Work to complete. From the data that follows, print exactly the lines starting at the one containing "min1 = mag;" and ending at the one containing "self.var_to_check[e] = llr[v];"; include both of them and nothing more.

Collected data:
§

//! Decoders for binary linear codes and sparsified polar codes
//!
//! Every strategy takes channel LLRs (positive means the bit is more likely
//! `0`) and returns a [`DecodeOutput`]: the decided codeword and its
//! objective `Σ llrᵢ·xᵢ`, the cost minimised by maximum-likelihood and LP
//! decoding. Strategies are a closed set selected with [`DecoderKind`]:
//!
//! - **Min-sum**: iterative message passing on the Tanner graph of the
//!   parity-check matrix, with an optional normalisation factor.
//! - **Maximum likelihood**: exhaustive search over all `2^k` codewords.
//!   Only accepted for codes of dimension at most [`ML_MAX_DIMENSION`].
//!
//! [`SparsePolarDecoder`] runs any strategy on the sparsified factor graph of
//! a [`PolarCode`]: channel LLRs go on the codeword columns, auxiliary
//! columns start at zero, and the `N` code bits are read back.
//!
//! ## Example
//!
//! ```rust
//! use polargraph_core::decoder::{DecoderKind, SparsePolarDecoder};
//! use polargraph_core::fec::PolarCode;
//!
//! let mut code = PolarCode::new(3, vec![0, 1, 2, 4]).unwrap();
//! let x = code.encode(&[1, 1, 0, 1]).unwrap();
//! let llr: Vec<f64> = x.iter().map(|&b| if b == 1 { -2.0 } else { 2.0 }).collect();
//!
//! let mut decoder = SparsePolarDecoder::new(&mut code, DecoderKind::MaximumLikelihood).unwrap();
//! let out = decoder.decode(&llr).unwrap();
//! assert_eq!(out.codeword, x);
//! ```

use std::collections::BTreeMap;

use crate::fec::{PolarCode, PolarFactorGraph};
use crate::gf2::Gf2Matrix;
use crate::linear_code::BinaryLinearBlockCode;
use crate::types::{BitVec, Llr, PolarError, PolarResult};

/// Largest code dimension accepted by exhaustive ML decoding.
pub const ML_MAX_DIMENSION: usize = 20;

/// Result of a decode call.
#[derive(Debug, Clone, PartialEq)]
pub struct DecodeOutput {
    /// Decided codeword.
    pub codeword: BitVec,
    /// `Σ llrᵢ·xᵢ` of the decided codeword.
    pub objective: f64,
    /// False if an iterative decoder stopped without satisfying every check.
    pub converged: bool,
}

/// Decoding strategy.
#[derive(Debug, Clone, Copy, PartialEq)]
pub enum DecoderKind {
    /// Normalised min-sum. `alpha = 1.0` is plain min-sum.
    MinSum { max_iterations: usize, alpha: f64 },
    /// Exhaustive maximum-likelihood search.
    MaximumLikelihood,
}

impl Default for DecoderKind {
    fn default() -> Self {
        DecoderKind::MinSum {
            max_iterations: 50,
            alpha: 1.0,
        }
    }
}

fn objective(llr: &[Llr], codeword: &[u8]) -> f64 {
    llr.iter()
        .zip(codeword)
        .filter(|(_, &x)| x == 1)
        .map(|(&l, _)| l)
        .sum()
}

// ---------------------------------------------------------------------------
// Min-sum
// ---------------------------------------------------------------------------

/// Iterative min-sum decoder.
///
/// Messages live on edges in variable-major order; each check keeps the
/// edge indices of its neighbours.
#[derive(Debug, Clone)]
pub struct MinSumDecoder {
    parity_check: Gf2Matrix,
    max_iterations: usize,
    alpha: f64,
    /// `var_edge_start[v]..var_edge_start[v + 1]` are the edges of variable `v`.
    var_edge_start: Vec<usize>,
    check_edges: Vec<Vec<usize>>,
    var_to_check: Vec<f64>,
    check_to_var: Vec<f64>,
}

impl MinSumDecoder {
    pub fn new(parity_check: &Gf2Matrix, max_iterations: usize, alpha: f64) -> PolarResult<Self> {
        if max_iterations == 0 {
            return Err(PolarError::invalid("min-sum needs at least one iteration"));
        }
        if !(alpha > 0.0 && alpha <= 1.0) {
            return Err(PolarError::invalid(format!(
                "min-sum normalisation must lie in (0, 1], got {}",
                alpha
            )));
        }
        let (m, n) = (parity_check.num_rows(), parity_check.num_cols());
        let mut var_edge_start = Vec::with_capacity(n + 1);
        let mut check_edges = vec![Vec::new(); m];
        let mut edge = 0;
        for v in 0..n {
            var_edge_start.push(edge);
            for (c, edges) in check_edges.iter_mut().enumerate() {
                if parity_check.get(c, v) == 1 {
                    edges.push(edge);
                    edge += 1;
                }
            }
        }
        var_edge_start.push(edge);

        Ok(Self {
            parity_check: parity_check.clone(),
            max_iterations,
            alpha,
            var_edge_start,
            check_edges,
            var_to_check: vec![0.0; edge],
            check_to_var: vec![0.0; edge],
        })
    }

    pub fn blocklength(&self) -> usize {
        self.parity_check.num_cols()
    }

    /// `L(c→v) = α · Π sign(L(v'→c)) · min |L(v'→c)|` over `v' ≠ v`.
    fn check_node_update(&mut self) {
        for edges in &self.check_edges {
            if edges.is_empty() {
                continue;
            }
            let mut sign_product = 1.0;
            let mut min1 = f64::INFINITY;
            let mut min1_edge = usize::MAX;
            let mut min2 = f64::INFINITY;
            for &e in edges {
                let msg = self.var_to_check[e];
                let mag = msg.abs();
                if msg < 0.0 {
                    sign_product = -sign_product;
                }
                if mag < min1 {
                    min2 = min1;
                    min1 = mag;
                    min1_edge = e;
                } else if mag < min2 {
                    min2 = mag;
                }
            }
            for &e in edges {
                let own_sign = if self.var_to_check[e] < 0.0 { -1.0 } else { 1.0 };
                let excl_min = if e == min1_edge { min2 } else { min1 };
                let excl_min = if excl_min.is_finite() { excl_min } else { 0.0 };
                self.check_to_var[e] = self.alpha * sign_product * own_sign * excl_min;
            }
        }
    }

    pub fn decode(&mut self, llr: &[Llr]) -> PolarResult<DecodeOutput> {
        let n = self.blocklength();
        if llr.len() != n {
            return Err(PolarError::invalid(format!(
                "expected {} LLRs, got {}",
                n,
                llr.len()
            )));
        }
        for v in 0..n {
            for e in self.var_edge_start[v]..self.var_edge_start[v + 1] {
                self.var_to_check[e] = llr[v];
            }
        }
        self.check_to_var.iter_mut().for_each(|m| *m = 0.0);

        let mut hard = vec![0u8; n];
        for iteration in 0..self.max_iterations {
            self.check_node_update();
            for v in 0..n {
                let edges = self.var_edge_start[v]..self.var_edge_start[v + 1];
                let total: f64 = llr[v] + self.check_to_var[edges.clone()].iter().sum::<f64>();
                hard[v] = (total < 0.0) as u8;
                for e in edges {
                    self.var_to_check[e] = total - self.check_to_var[e];
                }
            }
            if self.parity_check.mul_vec(&hard).iter().all(|&s| s == 0) {
                tracing::trace!(iterations = iteration + 1, "min-sum converged");
                return Ok(DecodeOutput {
                    objective: objective(llr, &hard),
                    codeword: hard,
                    converged: true,
                });
            }
        }
        tracing::debug!(iterations = self.max_iterations, "min-sum did not converge");
        Ok(DecodeOutput {
            objective: objective(llr, &hard),
            codeword: hard,
            converged: false,
        })
    }
}

// ---------------------------------------------------------------------------
// Maximum likelihood
// ---------------------------------------------------------------------------

/// Exhaustive ML decoder walking the code in Gray-code order.
#[derive(Debug, Clone)]
pub struct MlDecoder {
    generator: Gf2Matrix,
    blocklength: usize,
}

impl MlDecoder {
    pub fn new(code: &BinaryLinearBlockCode) -> PolarResult<Self> {
        if code.infolength() > ML_MAX_DIMENSION {
            return Err(PolarError::invalid(format!(
                "ML decoding supports dimension up to {}, code has {}",
                ML_MAX_DIMENSION,
                code.infolength()
            )));
        }
        Ok(Self {
            generator: code.generator_matrix(),
            blocklength: code.blocklength(),
        })
    }

    pub fn dimension(&self) -> usize {
        self.generator.num_rows()
    }

    /// Codeword minimising `Σ llrᵢ·xᵢ`; the first one found wins ties.
    pub fn decode(&self, llr: &[Llr]) -> PolarResult<DecodeOutput> {
        if llr.len() != self.blocklength {
            return Err(PolarError::invalid(format!(
                "expected {} LLRs, got {}",
                self.blocklength,
                llr.len()
            )));
        }
        let mut word = vec![0u8; self.blocklength];
        let mut current = 0.0;
        let mut best = word.clone();
        let mut best_objective = 0.0;
        for step in 1u64..(1u64 << self.dimension()) {
            let row = self.generator.row(step.trailing_zeros() as usize);
            for (j, &g) in row.iter().enumerate() {
                if g == 1 {
                    current += if word[j] == 0 { llr[j] } else { -llr[j] };
                    word[j] ^= 1;
                }
            }
            if current < best_objective {
                best_objective = current;
                best.copy_from_slice(&word);
            }
        }
        Ok(DecodeOutput {
            objective: objective(llr, &best),
            codeword: best,
            converged: true,
        })
    }
}

// ---------------------------------------------------------------------------
// Common interface
// ---------------------------------------------------------------------------

/// A decoder bound to one code.
#[derive(Debug, Clone)]
pub enum Decoder {
    MinSum(MinSumDecoder),
    MaximumLikelihood(MlDecoder),
}

impl Decoder {
    pub fn new(code: &BinaryLinearBlockCode, kind: DecoderKind) -> PolarResult<Self> {
        let decoder = match kind {
            DecoderKind::MinSum {
                max_iterations,
                alpha,
            } => Decoder::MinSum(MinSumDecoder::new(
                code.parity_check_matrix(),
                max_iterations,
                alpha,
            )?),
            DecoderKind::MaximumLikelihood => Decoder::MaximumLikelihood(MlDecoder::new(code)?),
        };
        tracing::debug!(code = code.name(), ?kind, "decoder ready");
        Ok(decoder)
    }

    pub fn decode(&mut self, llr: &[Llr]) -> PolarResult<DecodeOutput> {
        match self {
            Decoder::MinSum(d) => d.decode(llr),
            Decoder::MaximumLikelihood(d) => d.decode(llr),
        }
    }

    /// Human-readable settings of the strategy.
    pub fn configuration(&self) -> BTreeMap<String, String> {
        let mut config = BTreeMap::new();
        match self {
            Decoder::MinSum(d) => {
                config.insert("name".to_string(), "MinSum".to_string());
                config.insert("blocklength".to_string(), d.blocklength().to_string());
                config.insert("max_iterations".to_string(), d.max_iterations.to_string());
                config.insert("alpha".to_string(), d.alpha.to_string());
            }
            Decoder::MaximumLikelihood(d) => {
                config.insert("name".to_string(), "MaximumLikelihood".to_string());
                config.insert("blocklength".to_string(), d.blocklength.to_string());
                config.insert("dimension".to_string(), d.dimension().to_string());
            }
        }
        config
    }
}

// ---------------------------------------------------------------------------
// Sparse polar decoding
// ---------------------------------------------------------------------------

/// Decoder running on the sparsified factor graph of a polar code.
#[derive(Debug, Clone)]
pub struct SparsePolarDecoder {
    decoder: Decoder,
    /// Column of each code bit in the sparse matrix, `None` if frozen to zero.
    columns: Vec<Option<usize>>,
    num_columns: usize,
}

impl SparsePolarDecoder {
    /// Sparsify the code's factor graph (if needed) and bind a decoder to it.
    pub fn new(code: &mut PolarCode, kind: DecoderKind) -> PolarResult<Self> {
        let graph = code.factor_graph_mut()?;
        graph.sparsify()?;
        Self::from_graph(graph, kind)
    }

    /// Bind a decoder to an already sparsified graph.
    pub fn from_graph(graph: &PolarFactorGraph, kind: DecoderKind) -> PolarResult<Self> {
        if !graph.is_sparsified() {
            return Err(PolarError::NotSparsified);
        }
        let h = graph.parity_check_matrix();
        let num_columns = h.num_cols();
        let long_code = BinaryLinearBlockCode::new(
            format!("sparse polar N={} ({} columns)", graph.blocklength(), num_columns),
            h,
        );
        Ok(Self {
            decoder: Decoder::new(&long_code, kind)?,
            columns: graph.codeword_columns(),
            num_columns,
        })
    }

    pub fn blocklength(&self) -> usize {
        self.columns.len()
    }

    /// Decode `N` channel LLRs into `N` code bits.
    pub fn decode(&mut self, llr: &[Llr]) -> PolarResult<DecodeOutput> {
        if llr.len() != self.blocklength() {
            return Err(PolarError::invalid(format!(
                "expected {} LLRs, got {}",
                self.blocklength(),
                llr.len()
            )));
        }
        let mut long_llr = vec![0.0; self.num_columns];
        for (&l, column) in llr.iter().zip(&self.columns) {
            if let Some(c) = column {
                long_llr[*c] = l;
            }
        }
        let long = self.decoder.decode(&long_llr)?;
        let codeword: BitVec = self
            .columns
            .iter()
            .map(|column| column.map_or(0, |c| long.codeword[c]))
            .collect();
        Ok(DecodeOutput {
            objective: objective(llr, &codeword),
            codeword,
            converged: long.converged,
        })
    }

    pub fn configuration(&self) -> BTreeMap<String, String> {
        let mut config = self.decoder.configuration();
        config.insert("blocklength".to_string(), self.blocklength().to_string());
        config.insert("graph_columns".to_string(), self.num_columns.to_string());
        config
    }
}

§

Solution for this problem.
                    min1 = mag;
                    min1_edge = e;
                } else if mag < min2 {
                    min2 = mag;
                }
            }
            for &e in edges {
                let own_sign = if self.var_to_check[e] < 0.0 { -1.0 } else { 1.0 };
                let excl_min = if e == min1_edge { min2 } else { min1 };
                let excl_min = if excl_min.is_finite() { excl_min } else { 0.0 };
                self.check_to_var[e] = self.alpha * sign_product * own_sign * excl_min;
            }
        }
    }

    pub fn decode(&mut self, llr: &[Llr]) -> PolarResult<DecodeOutput> {
        let n = self.blocklength();
        if llr.len() != n {
            return Err(PolarError::invalid(format!(
                "expected {} LLRs, got {}",
                n,
                llr.len()
            )));
        }
        for v in 0..n {
            for e in self.var_edge_start[v]..self.var_edge_start[v + 1] {
                self.var_to_check[e] = llr[v];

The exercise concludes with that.